AlanDownunder · 4 July 2005
Remedial Christianity for IDers & Creationists
Q: Who first enunciated the principle of separation of church and state?
Bayesian Bouffant, FCD · 4 July 2005
'Rev Dr' Lenny Flank · 4 July 2005
ts · 5 July 2005
Rupert Goodwins · 5 July 2005
Meanwhile over in England, we have an established church - the reason the US doesn't, I guess.
Our head of state is the head of the Church of England, and you can't get more established than that.
In Scotland and Wales there is no established church (you really don't want to know what happened in Scotland), although they share the same head of state as part of the United Kingdom of Great Britain and Northern Ireland (and you really REALLY don't want to know what happened there).
In England, overtly religious people are treated with much the same suspicion as atheists are in the US. One might suspect that having an established church is a darn good way to keep it out of trouble, although historically this has not been the case.
R
Jim Harrison · 5 July 2005
Maybe we need something like the church/state version of Mao's famous essay, "On Handling Contradictions Among the People."
The English case shows that one way to gradually get religion under control is to make it so dull that it is quite incapable of harming any one. England has had its share of free thinkers, but most of them were able to get along very well with the established church because the practical Brits figured out so many frictionless forms of fhypocrisy. For example, few authors were as corrosive of the faith as Edward Gibbon who summed up his Decline and Fall of the Roman Empire by writing that he had described the triumph of barbarism and religion. But Gibbon had no problems signing on to the Thirty-Nine Articles of the Anglican faith so he could sit in parliament. I take it that the parallel move in our situation is to write the occasional op-ed piece about the harmony of science and religion while continuing to figure out how life actually evolved without paying any mind whatsoever to theological vaporing.
Mike Walker · 6 July 2005
If you have an idle moment, you might want to peruse the schedule of the grand-sounding "2005 Creation MEGA Conference" (wowee!) being hosted by none other than our old friend Mr Teletubby himself - Jerry Falwell.
http://www.answersingenesis.org/events/megaconference/schedule.aspx
Be amazed as you listen to "Evolution and Pop Culture", be astounded to hear "The Ice Age: Only the Bible Explains It", and marvel at the one-big-tentedness of "The Intelligent Design Movement; How Intelligent Is It?" (could be fun!)
All that and much much more for only $150 per head (and Free! for the evening sessions).

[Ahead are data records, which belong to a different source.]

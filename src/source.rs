//! # Image Source
//!
//! The orchestration layer: owns the in-memory candidate list, replays the
//! history store at startup, pulls fresh candidates from random browse
//! pages, and keeps list and store free of duplicates.
//!
//! ## Duplicate Handling
//! An image's dedup name is derived from its full-resolution path (see
//! [`crate::candidate`]). When a refresh picks an image that is already in
//! the list, the old entry is removed from both the list and the store
//! before the new one is inserted at the front, so after every successful
//! refresh the chosen image is the single, most-recent entry for its name.
//! A reselected duplicate therefore visibly moves to the front.

use std::sync::atomic::AtomicBool;
use std::sync::{Arc, RwLock};

use async_trait::async_trait;
use rand::seq::IndexedRandom;
use rand::Rng;
use tracing::{debug, info};

use crate::browse::{extract_image_links, spawn_discovery, PageClient};
use crate::candidate::SdImage;
use crate::config::{SharedConfig, MIN_PAGE};
use crate::error::{Error, Result};
use crate::history::{HistoryRecord, HistoryStore};

/// A remote gallery that can hand out wallpaper candidates.
///
/// Concrete sources are selected at construction time by the composition
/// root; consumers only see this trait.
#[async_trait]
pub trait ImageSource: Send + Sync {
    /// Pulls one fresh candidate from the remote source.
    ///
    /// Returns `Ok(true)` when a candidate was produced and committed,
    /// `Ok(false)` when the chosen page yielded nothing usable (callers
    /// decide whether to retry), and an error only when persisting the
    /// result failed.
    async fn refresh(&self) -> Result<bool>;

    /// Snapshot of the candidate list, newest-first.
    fn images(&self) -> Vec<SdImage>;

    /// Removes and returns the candidate at `index`, deleting its history
    /// record as well.
    fn remove_image(&self, index: usize) -> Result<SdImage>;
}

/// [`ImageSource`] backed by the simpledesktops.com browse listing.
pub struct SimpleDesktopsSource {
    pages: Arc<dyn PageClient>,
    history: Arc<HistoryStore>,
    config: SharedConfig,
    /// Newest-first candidate list. Held only for short synchronous
    /// sections; never across an await.
    images: RwLock<Vec<SdImage>>,
    /// Serializes `refresh()`; the remove-then-insert sequence must never
    /// interleave with another refresh.
    refresh_gate: tokio::sync::Mutex<()>,
    discovery_running: Arc<AtomicBool>,
}

impl SimpleDesktopsSource {
    /// Builds the source, replaying history into the candidate list and
    /// kicking off background page discovery.
    ///
    /// Must be called inside a tokio runtime; discovery is spawned, not
    /// awaited, so construction never waits on the network.
    pub fn new(
        pages: Arc<dyn PageClient>,
        history: Arc<HistoryStore>,
        config: SharedConfig,
    ) -> Self {
        let images: Vec<SdImage> = history
            .retrieve_all(true)
            .iter()
            .map(|record| SdImage::new(record.preview_url.as_str()))
            .collect();
        debug!(count = images.len(), "loaded candidate list from history");

        let source = Self {
            pages,
            history,
            config,
            images: RwLock::new(images),
            refresh_gate: tokio::sync::Mutex::new(()),
            discovery_running: Arc::new(AtomicBool::new(false)),
        };

        let _ = spawn_discovery(
            source.pages.clone(),
            source.config.clone(),
            source.discovery_running.clone(),
        );

        source
    }

    fn do_remove(&self, index: usize) -> Result<SdImage> {
        let mut images = self.images.write().expect("image list lock poisoned");
        let len = images.len();
        if index >= len {
            return Err(Error::IndexOutOfRange { index, len });
        }

        match images[index].name() {
            Some(name) => self.history.remove(&name)?,
            // No derivable name means nothing was ever stored under one.
            None => debug!(index, "no derivable name, no history record to delete"),
        }

        Ok(images.remove(index))
    }
}

#[async_trait]
impl ImageSource for SimpleDesktopsSource {
    async fn refresh(&self) -> Result<bool> {
        let _gate = self.refresh_gate.lock().await;

        let max_page = self.config.read().expect("config lock poisoned").max_page;
        let page = rand::rng().random_range(MIN_PAGE..=max_page.max(MIN_PAGE));

        let html = match self.pages.page_html(page).await {
            Ok(html) => html,
            Err(e) => {
                debug!(page, error = %e, "refresh could not fetch page");
                return Ok(false);
            }
        };

        let links = extract_image_links(&html);
        let Some(link) = links.choose(&mut rand::rng()) else {
            debug!(page, "page yielded no image links");
            return Ok(false);
        };
        let image = SdImage::new(link.as_str());

        // The image may already be in the list; remove the old entry first
        // so the list never holds two entries with the same name.
        let existing = {
            let images = self.images.read().expect("image list lock poisoned");
            images.iter().position(|i| i.same_image(&image))
        };
        if let Some(index) = existing {
            self.do_remove(index)?;
        }

        self.history
            .insert(HistoryRecord::new(image.preview_url.as_str()))?;
        self.images
            .write()
            .expect("image list lock poisoned")
            .insert(0, image);

        info!(page, "committed fresh candidate");
        Ok(true)
    }

    fn images(&self) -> Vec<SdImage> {
        self.images.read().expect("image list lock poisoned").clone()
    }

    fn remove_image(&self, index: usize) -> Result<SdImage> {
        self.do_remove(index)
    }
}

#[cfg(test)]
mod tests {
    use super::*;
    use crate::config::Config;
    use std::collections::HashMap;

    const PREVIEW_A: &str =
        "http://static.simpledesktops.com/uploads/desktops/2020/01/30/a.png.295x184_q100.png";
    const PREVIEW_B: &str =
        "http://static.simpledesktops.com/uploads/desktops/2020/02/14/b.png.295x184_q100.png";
    const PREVIEW_C: &str =
        "http://static.simpledesktops.com/uploads/desktops/2020/03/01/c.png.295x184_q100.png";

    /// Serves a fixed set of image links per page; unknown pages are empty.
    struct FakePages {
        by_page: HashMap<u32, Vec<String>>,
    }

    impl FakePages {
        fn single_page(links: &[&str]) -> Self {
            let mut by_page = HashMap::new();
            by_page.insert(1, links.iter().map(|s| s.to_string()).collect());
            Self { by_page }
        }
    }

    #[async_trait]
    impl PageClient for FakePages {
        async fn page_html(&self, page: u32) -> Result<String> {
            let links = self.by_page.get(&page).cloned().unwrap_or_default();
            let tags: String = links
                .iter()
                .map(|l| format!("<img src=\"{l}\"/>"))
                .collect();
            Ok(format!("<html><body>{tags}</body></html>"))
        }
    }

    fn shared_config() -> SharedConfig {
        let config = Config {
            max_page: 1,
            ..Config::default()
        };
        Arc::new(std::sync::RwLock::new(config))
    }

    fn history_in(dir: &tempfile::TempDir) -> Arc<HistoryStore> {
        Arc::new(HistoryStore::open(dir.path().join("history.json")).unwrap())
    }

    fn names(source: &SimpleDesktopsSource) -> Vec<String> {
        source.images().iter().filter_map(SdImage::name).collect()
    }

    #[tokio::test]
    async fn refresh_commits_one_candidate() {
        let dir = tempfile::tempdir().unwrap();
        let history = history_in(&dir);
        let source = SimpleDesktopsSource::new(
            Arc::new(FakePages::single_page(&[PREVIEW_A])),
            history.clone(),
            shared_config(),
        );

        assert!(source.refresh().await.unwrap());

        let images = source.images();
        assert_eq!(images.len(), 1);
        assert_eq!(images[0].preview_url, PREVIEW_A);
        assert_eq!(history.retrieve_all(true).len(), 1);
    }

    #[tokio::test]
    async fn refresh_on_empty_page_changes_nothing() {
        let dir = tempfile::tempdir().unwrap();
        let history = history_in(&dir);
        let source = SimpleDesktopsSource::new(
            Arc::new(FakePages::single_page(&[])),
            history.clone(),
            shared_config(),
        );

        assert!(!source.refresh().await.unwrap());
        assert!(source.images().is_empty());
        assert!(history.retrieve_all(true).is_empty());
    }

    #[tokio::test]
    async fn refresh_never_duplicates_names() {
        let dir = tempfile::tempdir().unwrap();
        let history = history_in(&dir);
        history.insert(HistoryRecord::new(PREVIEW_A)).unwrap();

        let source = SimpleDesktopsSource::new(
            Arc::new(FakePages::single_page(&[PREVIEW_A, PREVIEW_B])),
            history.clone(),
            shared_config(),
        );
        assert_eq!(source.images().len(), 1);

        assert!(source.refresh().await.unwrap());

        // Either A was reselected (list stays at one) or B was picked (list
        // grows by one); in both cases names are unique and the chosen image
        // sits at the front.
        let list = names(&source);
        assert!(list.len() == 1 || list.len() == 2, "unexpected list {list:?}");
        let mut deduped = list.clone();
        deduped.dedup();
        assert_eq!(list, deduped);
        assert_eq!(history.retrieve_all(true).len(), list.len());

        if list.len() == 2 {
            assert_eq!(list[0], "2020-02-14-b.png");
            assert_eq!(list[1], "2020-01-30-a.png");
        } else {
            assert_eq!(list[0], "2020-01-30-a.png");
        }
    }

    #[tokio::test]
    async fn reselected_duplicate_moves_to_front() {
        let dir = tempfile::tempdir().unwrap();
        let history = history_in(&dir);
        history.insert(HistoryRecord::new(PREVIEW_A)).unwrap();
        history.insert(HistoryRecord::new(PREVIEW_B)).unwrap();

        let source = SimpleDesktopsSource::new(
            Arc::new(FakePages::single_page(&[PREVIEW_A])),
            history.clone(),
            shared_config(),
        );
        // Loaded newest-first: B then A.
        assert_eq!(source.images()[0].preview_url, PREVIEW_B);

        assert!(source.refresh().await.unwrap());

        let list = names(&source);
        assert_eq!(list, ["2020-01-30-a.png", "2020-02-14-b.png"]);
        // The store reflects the re-insertion: A is now the newest record.
        assert_eq!(history.retrieve_all(true)[0].preview_url, PREVIEW_A);
    }

    #[tokio::test]
    async fn list_rebuilds_from_history_newest_first() {
        let dir = tempfile::tempdir().unwrap();
        let path = dir.path().join("history.json");

        {
            let history = Arc::new(HistoryStore::open(&path).unwrap());
            let source = SimpleDesktopsSource::new(
                Arc::new(FakePages::single_page(&[PREVIEW_C])),
                history,
                shared_config(),
            );
            assert!(source.refresh().await.unwrap());
        }

        // Simulated restart: a new source over the same store file.
        let history = Arc::new(HistoryStore::open(&path).unwrap());
        let source = SimpleDesktopsSource::new(
            Arc::new(FakePages::single_page(&[])),
            history,
            shared_config(),
        );

        let images = source.images();
        assert_eq!(images.len(), 1);
        assert_eq!(images[0].preview_url, PREVIEW_C);
    }

    #[tokio::test]
    async fn remove_image_returns_front_and_keeps_order() {
        let dir = tempfile::tempdir().unwrap();
        let history = history_in(&dir);
        for url in [PREVIEW_A, PREVIEW_B, PREVIEW_C] {
            history.insert(HistoryRecord::new(url)).unwrap();
        }

        let source = SimpleDesktopsSource::new(
            Arc::new(FakePages::single_page(&[])),
            history.clone(),
            shared_config(),
        );

        let removed = source.remove_image(0).unwrap();
        assert_eq!(removed.preview_url, PREVIEW_C);

        let remaining = source.images();
        assert_eq!(remaining.len(), 2);
        assert_eq!(remaining[0].preview_url, PREVIEW_B);
        assert_eq!(remaining[1].preview_url, PREVIEW_A);
        assert_eq!(history.retrieve_all(true).len(), 2);
    }

    #[tokio::test]
    async fn remove_image_rejects_bad_index() {
        let dir = tempfile::tempdir().unwrap();
        let source = SimpleDesktopsSource::new(
            Arc::new(FakePages::single_page(&[])),
            history_in(&dir),
            shared_config(),
        );

        let err = source.remove_image(0).unwrap_err();
        assert!(matches!(err, Error::IndexOutOfRange { index: 0, len: 0 }));
    }
}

Funny though, I don't see any of those wonderful ID people on the speaker list. Odd that.
SEF · 6 July 2005
Dave Cerutti · 6 July 2005
Actually, Mike, the last talk you mention is probably going to be anti-ID, characterizing the movement as a step in the right direction but nowhere near far enough toward the mandatory fundamentalist Christian indoctrination these hucksters are seeking. AIG isn't an ally of ID except when convenient. I don't know if it's a reciprocity issue, or if the YECs have figured out that ID is their last best chance of going through the courts and are thus visibly keeping their distance. But I wouldn't expect the talk to be overtly pro-ID.
Harq al-Ada · 6 July 2005
"2005 Creation MEGA Conference" I cannot read that without it sounding in my head like a demolition derby ad. You know, with the really deep-voiced guy.
Thrifty Gene · 6 July 2005
Or a more appropriately a wrestling match. Be There . . . Be there . . . . be there . . .
Mike Walker · 6 July 2005
steve · 6 July 2005
"2005 Creation MEGA Conference...the ticket pays for the whole seat, but you'll only need the eeeeedddddgggggge."
Zim · 6 July 2005
Thrifty Gene · 6 July 2005
Dave · 6 July 2005
Mike, understood. I looked at the conference website, and was tempted to go myself seeing as Jamestown, Washington DC, and Colonial Williamsburg are a mere 3-4 hours away by car. And Plymouth Rock is less than ten hours away! Wow, everything's right there in the neighborhood!